- **Records for the task**
——

//! Snapshot persistence under a single storage key.
//!
//! Storage failures never reach the caller: they are logged and the
//! in-memory session stays authoritative. A missing, unreadable or
//! malformed value loads as `None`.

use tracing::{debug, warn};

use super::snapshot::Snapshot;
use super::store::KeyValueStore;

/// Key the session snapshot lives under.
pub const STORAGE_KEY: &str = "scooter_state";

/// Saves, loads and clears the session snapshot.
#[derive(Clone, Debug)]
pub struct SnapshotStorage<S> {
    store: S,
    key: String,
}

impl<S: KeyValueStore> SnapshotStorage<S> {
    /// Persist under [`STORAGE_KEY`].
    pub fn new(store: S) -> Self {
        Self::with_key(store, STORAGE_KEY)
    }

    /// Persist under a custom key.
    pub fn with_key(store: S, key: impl Into<String>) -> Self {
        Self {
            store,
            key: key.into(),
        }
    }

    #[must_use]
    pub fn key(&self) -> &str {
        &self.key
    }

    /// Write `snapshot`. Returns false if the write failed.
    pub fn save(&mut self, snapshot: &Snapshot) -> bool {
        let result = snapshot
            .to_json()
            .and_then(|json| self.store.set(&self.key, &json));

        match result {
            Ok(()) => {
                debug!(
                    key = %self.key,
                    losers = snapshot.losers.len(),
                    num_chances = ?snapshot.num_chances,
                    round = snapshot.round_number,
                    "saved snapshot"
                );
                true
            }
            Err(e) => {
                warn!(key = %self.key, error = %e, "failed to save snapshot");
                false
            }
        }
    }

    /// Read the stored snapshot, if there is a usable one.
    #[must_use]
    pub fn load(&self) -> Option<Snapshot> {
        let raw = match self.store.get(&self.key) {
            Ok(Some(raw)) => raw,
            Ok(None) => return None,
            Err(e) => {
                warn!(key = %self.key, error = %e, "failed to read snapshot");
                return None;
            }
        };

        match Snapshot::from_json(&raw) {
            Ok(snapshot) => {
                debug!(key = %self.key, names = snapshot.names.len(), "loaded snapshot");
                Some(snapshot)
            }
            Err(e) => {
                warn!(key = %self.key, error = %e, "ignoring malformed snapshot");
                None
            }
        }
    }

    /// Delete the stored snapshot. Returns false if the delete failed.
    pub fn clear(&mut self) -> bool {
        match self.store.remove(&self.key) {
            Ok(()) => {
                debug!(key = %self.key, "cleared snapshot");
                true
            }
            Err(e) => {
                warn!(key = %self.key, error = %e, "failed to clear snapshot");
                false
            }
        }
    }

    /// The underlying store.
    #[must_use]
    pub fn store(&self) -> &S {
        &self.store
    }

    /// Mutable access to the underlying store.
    pub fn store_mut(&mut self) -> &mut S {
        &mut self.store
    }

    /// Give back the underlying store.
    pub fn into_store(self) -> S {
        self.store
    }
}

——

- **Task to complete**
Where a line of the listing includes the word "super", add it to the tally, and give the final number and nothing more.

- **Response to this task**
2